Au volant de sa Williams-Renault, le pilote anglais chevronné Nigel Mansell a marqué de son empreinte la saison 1992 de Formule 1. À 39 ans, il a remporté le titre mondial avant même la fin de la saison, écrasant littéralement la concurrence.
Il y a trente et un ans aujourd'hui, Nigel Mansell remportait son unique titre de champion du monde de Formule 1 lors du Grand Prix de Hongrie. Au cours de la saison 1992, le Britannique a dominé comme peu d'autres avant lui, décrochant 14 pole positions. Seuls son coéquipier chez Williams, Riccardo Patrese, et Ayrton Senna ont réussi à le devancer lors des 16 courses restantes. En comparaison, le record de Sebastian Vettel, avec 15 pole positions en 2011, a été établi sur un calendrier de 20 courses, ce qui souligne à quel point l'exploit de Mansell était remarquable.
En 1992, Mansell a également établi un nouveau record du nombre de victoires en une seule saison, avec neuf victoires. Au volant de la FW14B-Renault, il a laissé derrière lui des rivaux tels que Michael Schumacher, Gerhard Berger et Senna.
La saison a commencé de manière explosive pour le natif d'Upton-upon-Severn. Il a remporté les cinq premiers Grands Prix – Kyalami, Mexico, Interlagos, Barcelone et Imola – chacun depuis la pole position. Il a ensuite battu le record du circuit de Monaco pour décrocher la pole à Monte-Carlo, avant d'être dépassé par Senna à dix tours de l'arrivée après avoir mené la majeure partie de la course. Une sixième pole position consécutive plus tard dans l'année établit un nouveau record, qui sera dépassé par Alain Prost en 1993 et Lewis Hamilton en 2015 avec sept pole positions. Le Canada marque la première erreur de Mansell. Parti en troisième position, il sort de la piste au 15e tour alors qu'il se battait avec Senna et accuse le Brésilien d'être responsable de l'incident. Il s'est toutefois rapidement remis et a continué à dominer à Magny-Cours, Silverstone et Hockenheim, ajoutant trois poles et trois victoires à son palmarès. Lors de sa course à domicile en Grande-Bretagne, il devançait Patrese de deux secondes lors des qualifications et a mené chacun des 59 tours, suscitant l'enthousiasme du public : la Formule 1 avait un roi, et c'était Nigel Mansell.
À l'approche de la Hongrie, Mansell devançait Patrese de 46 points (86 contre 40) et pouvait devenir le champion le plus rapide de l'histoire en devançant son coéquipier de quatre points. « S'il vous plaît, ne m'en parlez pas », a-t-il déclaré à la presse, essayant de désamorcer la pression et se rappelant la déception de 1986, lorsqu'il avait perdu le titre au profit d'Alain Prost lors de la dernière course.
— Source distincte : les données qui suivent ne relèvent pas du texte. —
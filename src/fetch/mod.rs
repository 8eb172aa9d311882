use std::sync::Arc;
use std::time::Duration;

use async_trait::async_trait;
use bytes::Bytes;
use reqwest::Client;
use tokio::time::{self, Instant};
use tokio_util::sync::CancellationToken;

use crate::error::SyncError;
use crate::util::b64;

pub const FETCH_TIMEOUT: Duration = Duration::from_secs(10);

/// Source of decoded subscription payloads.
#[async_trait]
pub trait Fetch: Send + Sync {
    /// Fetch and decode `url`. Firing `cancel` abandons the in-flight request.
    async fn fetch_with(&self, url: &str, cancel: &CancellationToken) -> Result<String, SyncError>;

    async fn fetch(&self, url: &str) -> Result<String, SyncError> {
        self.fetch_with(url, &CancellationToken::new()).await
    }
}

#[async_trait]
impl<T: Fetch + ?Sized> Fetch for Arc<T> {
    async fn fetch_with(&self, url: &str, cancel: &CancellationToken) -> Result<String, SyncError> {
        (**self).fetch_with(url, cancel).await
    }
}

pub struct HttpFetcher {
    client: Client,
    timeout: Duration,
}

impl HttpFetcher {
    pub fn new() -> Result<Self, SyncError> {
        Self::with_timeout(FETCH_TIMEOUT)
    }

    pub fn with_timeout(timeout: Duration) -> Result<Self, SyncError> {
        let client = Client::builder().connect_timeout(timeout).build()?;
        Ok(Self::from_client(client, timeout))
    }

    pub fn from_client(client: Client, timeout: Duration) -> Self {
        HttpFetcher { client, timeout }
    }

    async fn read_body(&self, url: &str) -> Result<Bytes, SyncError> {
        let bytes = self.client.get(url).send().await?.error_for_status()?.bytes().await?;
        Ok(bytes)
    }
}

#[async_trait]
impl Fetch for HttpFetcher {
    async fn fetch_with(&self, url: &str, cancel: &CancellationToken) -> Result<String, SyncError> {
        let deadline = Instant::now() + self.timeout;
        // whichever arm loses is dropped, which aborts the pending request
        let body = tokio::select! {
            _ = cancel.cancelled() => return Err(SyncError::Cancelled),
            _ = time::sleep_until(deadline) => return Err(SyncError::Timeout(self.timeout)),
            res = self.read_body(url) => res?,
        };
        decode_payload(&body)
    }
}

/// Turn a raw response body into payload text.
pub fn decode_payload(body: &[u8]) -> Result<String, SyncError> {
    let text = std::str::from_utf8(body).map_err(|e| SyncError::Decode(e.to_string()))?;
    b64::decode_text(text)
}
Patrese s'est qualifié devant lui en première ligne, et un mauvais départ a laissé Mansell coincé dans le trafic. Il s'est battu pour remonter tandis que Patrese menait jusqu'au 38e tour, où une glissade l'a fait reculer. Le moteur de Patrese est tombé en panne au 56e tour, laissant Mansell avec seulement besoin d'un podium, qu'il a obtenu en terminant deuxième derrière Senna. À 39 ans, il est devenu champion du monde.
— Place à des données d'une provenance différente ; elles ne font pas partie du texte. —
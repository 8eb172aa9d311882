use tracing::Span;
use tracing::info_span;

use crate::telemetry::ctx::{OpMarker, PhaseSpan};

#[derive(Copy, Clone, Debug)]
pub struct Sub;

#[derive(Copy, Clone, Debug)]
pub enum Phase { Add, List, Plan, Remove, Update, UpdateAll }

impl PhaseSpan for Phase {
    fn name(&self) -> &'static str { match self {
        Phase::Add => "add",
        Phase::List => "list",
        Phase::Plan => "plan",
        Phase::Remove => "remove",
        Phase::Update => "update",
        Phase::UpdateAll => "update_all",
    }}
    fn span(&self) -> Span { match self {
        Phase::Add => info_span!("add"),
        Phase::List => info_span!("list"),
        Phase::Plan => info_span!("plan"),
        Phase::Remove => info_span!("remove"),
        Phase::Update => info_span!("update"),
        Phase::UpdateAll => info_span!("update_all"),
    }}
}

impl OpMarker for Sub {
    const NAME: &'static str = "sub";
    type Phase = Phase;
    fn root_span() -> Span { info_span!("sub") }
}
Mansell a ajouté une autre deuxième place à Spa, où Schumacher a remporté sa première victoire, puis a connu des abandons en Italie, au Japon et en Australie, ponctués par une dernière victoire à Estoril. Il a également établi deux nouveaux tours les plus rapides en qualifications lors de ces quatre derniers week-ends. Ses huit tours les plus rapides cette année-là, soit la moitié des courses, ont mis en évidence sa domination individuelle, même si la supériorité de la Williams FW14B était évidente. Le coéquipier de Mansell n'a récolté que 52 points. Longtemps considéré comme un pilote de second plan, Mansell a vu sa fortune changer après avoir rejoint Williams en 1985. Il n'a obtenu qu'une seule pole position et aucune victoire au cours de ses cinq premières saisons, mais a terminé trois fois deuxième du championnat (1986, 1987 et 1991). En 1992, cependant, il a accumulé 108 points, le total le plus élevé jamais enregistré en 19 ans d'histoire du format à 16 courses.